D’abord parce que ces informations circulent beaucoup de main en main. En Europe, toujours d’après les chiffres de l’ONG irlandaise, Google – leader du secteur – effectue 42 milliards de partages chaque jour à plus d’un millier d’entreprises tierces. Des entreprises parfois obscures qui, pour certaines, ont leur siège en Chine ou en Russie. Et une fois que vos données ont été partagées, « il n’y a aucun moyen d’en restreindre l’usage » explique l’ICCL dans son rapport.
Or, de nombreuses affaires récentes prouvent qu’il est possible pour des tiers de les exploiter non pour vous afficher de la pub, mais pour des objectifs bien plus douteux.
La position d’un smartphone
L’exemple de Mobilewalla illustre parfaitement les dangers de ce marché opaque. Ce « data broker » (DMP, dans le jargon) est capable de collecter les données de 1,5 milliard de terminaux dans 30 pays, par le biais d’applications gratuites pour smartphone. Un trésor qu’il « revend » ensuite à des partenaires… parfois douteux.
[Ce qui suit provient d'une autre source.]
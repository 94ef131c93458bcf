use bevy::input::mouse::{MouseMotion, MouseScrollUnit, MouseWheel};
use bevy::math::EulerRot;
use bevy::prelude::*;

use constants::camera::{
    MAX_CAMERA_DISTANCE, MIN_CAMERA_DISTANCE, ORBIT_PITCH_SENSITIVITY, ORBIT_YAW_SENSITIVITY,
    PAN_SENSITIVITY, PITCH_LIMIT, RESET_CAMERA_DISTANCE, ZOOM_STEP,
};

use crate::engine::systems::frame_fault::FrameFault;
use crate::interaction::hot_zone::LinkHotZone;

/// Marks the single 3D camera that views the world root.
#[derive(Component)]
pub struct SceneCamera;

/// Return the camera to the reset pose.
#[derive(Event, Debug, Default, Clone, Copy)]
pub struct ResetCameraEvent;

/// Target pose of the orbit camera. The camera transform eases towards it each frame.
#[derive(Resource, Debug, Clone, PartialEq)]
pub struct ViewportCamera {
    pub focus_point: Vec3,
    pub yaw: f32,
    pub pitch: f32,
    pub distance: f32,
    pub min_distance: f32,
    pub max_distance: f32,
}

impl Default for ViewportCamera {
    fn default() -> Self {
        Self {
            focus_point: Vec3::ZERO,
            yaw: 0.0,
            pitch: 0.0,
            distance: RESET_CAMERA_DISTANCE,
            min_distance: MIN_CAMERA_DISTANCE,
            max_distance: MAX_CAMERA_DISTANCE,
        }
    }
}

impl ViewportCamera {
    /// Eye on +Z at the reset distance, looking at the origin, Y up.
    pub fn reset(&mut self) {
        self.focus_point = Vec3::ZERO;
        self.yaw = 0.0;
        self.pitch = 0.0;
        self.distance = RESET_CAMERA_DISTANCE.clamp(self.min_distance, self.max_distance);
    }

    pub fn set_distance_bounds(&mut self, min_distance: f32, max_distance: f32) {
        self.min_distance = min_distance;
        self.max_distance = max_distance;
        self.distance = self.distance.clamp(min_distance, max_distance);
    }

    pub fn rotation(&self) -> Quat {
        Quat::from_euler(EulerRot::YXZ, self.yaw, self.pitch, 0.0)
    }

    pub fn eye(&self) -> Vec3 {
        self.focus_point + self.rotation() * Vec3::new(0.0, 0.0, self.distance)
    }

    pub fn target_transform(&self) -> Transform {
        Transform::from_translation(self.eye()).with_rotation(self.rotation())
    }

    pub fn orbit(&mut self, delta: Vec2) {
        self.yaw -= delta.x * ORBIT_YAW_SENSITIVITY;
        self.pitch = (self.pitch - delta.y * ORBIT_PITCH_SENSITIVITY).clamp(-PITCH_LIMIT, PITCH_LIMIT);
    }

    /// Slide the focus in the view plane, scaled by distance so drags feel the same when zoomed.
    pub fn pan(&mut self, delta: Vec2) {
        let rotation = self.rotation();
        let right = rotation * Vec3::X;
        let up = rotation * Vec3::Y;
        let scale = self.distance * PAN_SENSITIVITY;
        self.focus_point += (-right * delta.x + up * delta.y) * scale;
    }

    /// Positive `lines` moves closer. Distance stays within the bounds.
    pub fn zoom(&mut self, lines: f32) {
        let distance = self.distance * (1.0 - lines * ZOOM_STEP);
        self.distance = distance.clamp(self.min_distance, self.max_distance);
    }
}

/// Left drag orbits, right drag pans, the wheel zooms. Left drags over an armed
/// info card or on a pressed UI control (Reset View, error notice) do not orbit.
pub fn camera_controller(
    mut camera_query: Query<&mut Transform, With<SceneCamera>>,
    mut viewport_camera: ResMut<ViewportCamera>,
    mut reset_events: EventReader<ResetCameraEvent>,
    mouse_button: Res<ButtonInput<MouseButton>>,
    mut mouse_motion: EventReader<MouseMotion>,
    mut scroll_events: EventReader<MouseWheel>,
    hot_zone: Res<LinkHotZone>,
    ui_interactions: Query<&Interaction>,
    time: Res<Time>,
) -> Result<(), FrameFault> {
    let mut camera_transform = camera_query
        .single_mut()
        .map_err(|_| FrameFault::MissingCamera)?;

    if reset_events.read().count() > 0 {
        info!("Camera reset");
        viewport_camera.reset();
    }

    let mouse_delta: Vec2 = mouse_motion.read().map(|m| m.delta).sum();
    if mouse_delta != Vec2::ZERO {
        let ui_pressed = ui_interactions
            .iter()
            .any(|interaction| *interaction == Interaction::Pressed);
        if mouse_button.pressed(MouseButton::Left) && !hot_zone.armed && !ui_pressed {
            viewport_camera.orbit(mouse_delta);
        } else if mouse_button.pressed(MouseButton::Right) {
            viewport_camera.pan(mouse_delta);
        }
    }

    let mut scroll_accum = 0.0;
    for ev in scroll_events.read() {
        scroll_accum += match ev.unit {
            MouseScrollUnit::Line => ev.y,
            MouseScrollUnit::Pixel => ev.y * 0.05,
        };
    }
    if scroll_accum.abs() > f32::EPSILON {
        viewport_camera.zoom(scroll_accum);
    }

    let target = viewport_camera.target_transform();
    let lerp_speed = (12.0 * time.delta_secs()).min(1.0);
    camera_transform.translation = camera_transform.translation.lerp(target.translation, lerp_speed);
    camera_transform.rotation = camera_transform.rotation.slerp(target.rotation, lerp_speed);

    Ok(())
}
Dans un article, le WSJ expliquait en fin d’année dernière comment les données récupérées par MobileWalla avaient fini entre les mains d’agences fédérales américaines, comme le Département de la Sécurité intérieure ou l’IRS, l’agence en charge de la collecte des impôts… et avaient servi à la localisation de smartphones, aux États-Unis comme à l’étranger.
Un trafic de données rocambolesque : MobileWalla avait simplement – et apparemment sans objectif malveillant – cédé ses données à une autre entreprise, baptisée Gravy Analytics, qui les avait pour finir transférées à sa filiale, Venntel. Venntel, une entreprise très discrète (son site Web en est la preuve) qui a signé de nombreux contrats avec les agences fédérales américaines.
On pourrait citer bien d’autres exemples, comme celui de ce prêtre homosexuel, poussé à la démission après avoir été piégé par les données de géolocalisation récoltées par l’application de rencontre Grindr.
L’ICCL veut faire cesser ce qu’elle appelle « la plus grande des fuites de données » et s’y attèle sur le front juridique. Plusieurs plaintes sont en cours. La plus récente s’en prend à la DPC (la Cnil irlandaise) qui d’après l’organisation n’aurait fait que peu de cas de ses demandes d’enquête à l’encontre des pratiques de Google.